We met a guy whose friend had sent him this message quoting a man he'd seen yelling in the street a month or so ago. It reads: "'This summer it will happen, I am not a mental patient if that's what you think, and we're in Afghanistan with the USA and all that…' He screamed that out loud… Then jumped on the bike and left, total nutter."

The Arbeiderpartiet headquarters were 500 metres away from the bombsite, but its façade was still severely damaged.

This is the financial department. The bomb went off behind it. You can see the Norwegian flag lowered to half mast as a sign of national mourning.

The blast was so forceful it even blew out a garage door over half a kilometre away from the car bomb.

We shot this photo of Oslo's city centre from the balcony of an apartment in the Oslo neighourhood of Grønland.

This is Tore, a 28-year old journalist living in Grønland. He'd just woken up and was making breakfast on Friday when he heard an extremely loud blast. At first he thought it was thunder but then his building started shaking and smoke filled the air. He looked out of his window and saw that the parliament headquarters had been destroyed.

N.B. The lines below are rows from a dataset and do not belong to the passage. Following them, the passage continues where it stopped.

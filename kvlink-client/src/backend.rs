//! # Backend Seams
//!
//! Purpose: Describe the client and connection objects the builder wires
//! together, so the TCP implementation and test doubles are interchangeable.
//!
//! ## Design Principles
//! 1. **Two-Level Ownership**: A client creates connections; a connection
//!    never outlives the client that created it.
//! 2. **Cheap Creation**: Creating a client performs no I/O; `connect` is the
//!    first network touch.
//! 3. **Idempotent Teardown**: `close` and `shutdown` report whether the call
//!    did the work, and are no-ops afterwards.

use std::fmt;
use std::sync::atomic::{AtomicBool, Ordering};
use std::sync::{Arc, Weak};
use std::time::Duration;

use async_trait::async_trait;
use tokio::sync::Mutex;
use tracing::warn;

use kvlink_common::{
    CommandError, CommandResult, Credential, Endpoint, EndpointSpec, SetupResult, TopologyKind,
};

use crate::cluster::ClusterClient;
use crate::resp::RespValue;
use crate::standalone::StandaloneClient;

/// Fully resolved settings for one backend node.
#[derive(Clone, PartialEq, Eq)]
pub struct NodeOptions {
    pub host: String,
    pub port: u16,
    /// Connect and per-command timeout.
    pub timeout: Duration,
    pub credential: Option<Credential>,
}

impl NodeOptions {
    /// Resolves an endpoint with the timeout and credential shared by all nodes.
    pub fn from_endpoint(endpoint: &Endpoint, spec: &EndpointSpec) -> Self {
        NodeOptions {
            host: endpoint.host().to_string(),
            port: endpoint.resolved_port(),
            timeout: spec.timeout(),
            credential: spec.credential().cloned(),
        }
    }

    /// Same timeout and credential, different node.
    pub fn for_address(&self, host: impl Into<String>, port: u16) -> Self {
        NodeOptions {
            host: host.into(),
            port,
            timeout: self.timeout,
            credential: self.credential.clone(),
        }
    }

    /// `host:port` string used for dialing and as a routing key.
    pub fn address(&self) -> String {
        format!("{}:{}", self.host, self.port)
    }
}

impl fmt::Debug for NodeOptions {
    fn fmt(&self, f: &mut fmt::Formatter<'_>) -> fmt::Result {
        f.debug_struct("NodeOptions")
            .field("host", &self.host)
            .field("port", &self.port)
            .field("timeout", &self.timeout)
            .field("authenticated", &self.credential.is_some())
            .finish()
    }
}

/// An open connection able to execute commands.
///
/// Keyed commands carry their key as the first argument after the command
/// name; cluster connections route on it.
#[async_trait]
pub trait BackendConnection: Send + Sync {
    /// Sends one command and returns the raw reply, error replies included.
    async fn execute(&self, args: &[&[u8]]) -> CommandResult<RespValue>;

    /// Closes the connection. Returns false when it was already closed.
    async fn close(&self) -> bool;

    fn is_closed(&self) -> bool;
}

/// A network client bound to one topology flavor.
#[async_trait]
pub trait BackendClient: Send + Sync {
    fn kind(&self) -> TopologyKind;

    /// Target node (standalone) or seed nodes in configured order (cluster).
    fn nodes(&self) -> &[NodeOptions];

    /// Opens a connection. This is where network I/O first happens.
    async fn connect(&self) -> CommandResult<Arc<dyn BackendConnection>>;

    /// Shuts the client down, closing any connection it still tracks.
    /// Returns false when it was already shut down.
    async fn shutdown(&self) -> bool;

    fn is_shut_down(&self) -> bool;
}

/// Factory for the two client flavors.
pub trait Backend: Send + Sync {
    fn standalone_client(&self, node: NodeOptions) -> SetupResult<Arc<dyn BackendClient>>;

    fn cluster_client(&self, seeds: Vec<NodeOptions>) -> SetupResult<Arc<dyn BackendClient>>;
}

/// Backend speaking RESP2 over TCP.
#[derive(Debug, Clone, Copy, Default)]
pub struct TcpBackend;

impl Backend for TcpBackend {
    fn standalone_client(&self, node: NodeOptions) -> SetupResult<Arc<dyn BackendClient>> {
        Ok(Arc::new(StandaloneClient::new(node)))
    }

    fn cluster_client(&self, seeds: Vec<NodeOptions>) -> SetupResult<Arc<dyn BackendClient>> {
        Ok(Arc::new(ClusterClient::new(seeds)?))
    }
}

/// Shutdown flag plus the connections a client handed out.
#[derive(Default)]
pub(crate) struct ClientState {
    shut_down: AtomicBool,
    issued: Mutex<Vec<Weak<dyn BackendConnection>>>,
}

impl ClientState {
    pub(crate) fn ensure_running(&self) -> CommandResult<()> {
        if self.is_shut_down() {
            return Err(CommandError::Closed);
        }
        Ok(())
    }

    pub(crate) async fn track(&self, connection: &Arc<dyn BackendConnection>) {
        let mut issued = self.issued.lock().await;
        issued.retain(|weak| weak.strong_count() > 0);
        issued.push(Arc::downgrade(connection));
    }

    pub(crate) async fn shutdown(&self) -> bool {
        if self.shut_down.swap(true, Ordering::AcqRel) {
            return false;
        }
        let issued: Vec<_> = self.issued.lock().await.drain(..).collect();
        for connection in issued.iter().filter_map(Weak::upgrade) {
            if connection.close().await {
                warn!("closed a connection that was still open at client shutdown");
            }
        }
        true
    }

    pub(crate) fn is_shut_down(&self) -> bool {
        self.shut_down.load(Ordering::Acquire)
    }
}
//! Tracing subscriber setup for binaries and tests that embed kvlink.
//!
//! The library itself only emits `tracing` events; installing a subscriber is
//! the host process's choice.

use tracing_subscriber::{fmt, layer::SubscriberExt, util::SubscriberInitExt, EnvFilter};

/// Log level used when `RUST_LOG` is not set.
#[derive(Debug, Clone, Copy, Default, PartialEq, Eq)]
pub enum LogLevel {
    Trace,
    Debug,
    #[default]
    Info,
    Warn,
    Error,
}

impl LogLevel {
    /// Parse from string.
    pub fn parse(s: &str) -> Option<Self> {
        match s.to_lowercase().as_str() {
            "trace" => Some(Self::Trace),
            "debug" => Some(Self::Debug),
            "info" => Some(Self::Info),
            "warn" | "warning" => Some(Self::Warn),
            "error" => Some(Self::Error),
            _ => None,
        }
    }

    fn as_directive(self) -> &'static str {
        match self {
            LogLevel::Trace => "trace",
            LogLevel::Debug => "debug",
            LogLevel::Info => "info",
            LogLevel::Warn => "warn",
            LogLevel::Error => "error",
        }
    }
}

/// Log output format.
#[derive(Debug, Clone, Copy, Default, PartialEq, Eq)]
pub enum LogFormat {
    #[default]
    Pretty,
    Compact,
    Json,
}

/// Logging configuration.
#[derive(Debug, Clone, Default)]
pub struct LogConfig {
    pub level: LogLevel,
    pub format: LogFormat,
}

impl LogConfig {
    /// Reads `KVLINK_LOG_LEVEL` and `KVLINK_LOG_FORMAT`, falling back to defaults.
    pub fn from_env() -> Self {
        let mut config = Self::default();
        if let Some(level) = std::env::var("KVLINK_LOG_LEVEL")
            .ok()
            .and_then(|l| LogLevel::parse(&l))
        {
            config.level = level;
        }
        if let Ok(format) = std::env::var("KVLINK_LOG_FORMAT") {
            config.format = match format.to_lowercase().as_str() {
                "json" => LogFormat::Json,
                "compact" => LogFormat::Compact,
                _ => LogFormat::Pretty,
            };
        }
        config
    }
}

/// Installs a global fmt subscriber. `RUST_LOG` overrides the configured level.
///
/// Returns false when a global subscriber was already installed; that case is
/// not an error so tests and embedding processes can call this freely.
pub fn init_logging(config: &LogConfig) -> bool {
    let filter = EnvFilter::try_from_default_env()
        .unwrap_or_else(|_| EnvFilter::new(config.level.as_directive()));
    let registry = tracing_subscriber::registry().with(filter);

    let installed = match config.format {
        LogFormat::Pretty => registry.with(fmt::layer().with_target(true)).try_init(),
        LogFormat::Compact => registry
            .with(fmt::layer().compact().with_target(true))
            .try_init(),
        LogFormat::Json => registry.with(fmt::layer().json()).try_init(),
    };
    installed.is_ok()
}
//! # kvlink Client
//!
//! Purpose: Resolve backend settings into exactly one live resource graph,
//! standalone or cluster, and hand callers a topology-agnostic command surface.
//!
//! ## Design Principles
//! 1. **Explicit Wiring**: Resources are built once at startup and passed by
//!    `Arc`; there is no global client.
//! 2. **Validate Before Dialing**: Settings are parsed and the topology chosen
//!    before any socket is opened.
//! 3. **Ordered Teardown**: Connections close before their client shuts down.
//! 4. **Protocol Clarity**: RESP2 is encoded and decoded explicitly.

mod backend;
mod bootstrap;
mod builder;
mod cluster;
mod commands;
mod handle;
mod lifecycle;
mod node;
mod resp;
mod slots;
mod standalone;

pub use backend::{Backend, BackendClient, BackendConnection, NodeOptions, TcpBackend};
pub use bootstrap::{establish, establish_with, Established};
pub use builder::{build, build_with};
pub use cluster::{ClusterClient, ClusterConnection, MAX_REDIRECTS};
pub use commands::CommandSurface;
pub use handle::{ConnectionHandle, HandleState};
pub use lifecycle::LifecycleManager;
pub use resp::RespValue;
pub use slots::{slot_for_key, Redirect, SlotMap, SLOT_COUNT};
pub use standalone::{StandaloneClient, StandaloneConnection};

pub use kvlink_common::{
    BackendSettings, CommandError, CommandResult, Credential, SetupError, SetupResult, Topology,
    TopologyKind,
};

When he found out that the terrorist wasn't a radical Islamist, he wasn't surprised. He said that there are a lot of people with right wing tendencies in Norway and that those who hold those beliefs aren't as organised as they are in the rest of Europe, so it's easy to feel alienated. He also said it's easy to feel a deep sense of meaninglessness in Norway if you don't find happiness in the normal things, like having a family and a job.

He also said the government should be more alert and not only focus their attention on Islamist terror groups. I guess they will now, but it's hard to see how they could have prepared for an attack as unexpected and as large as this.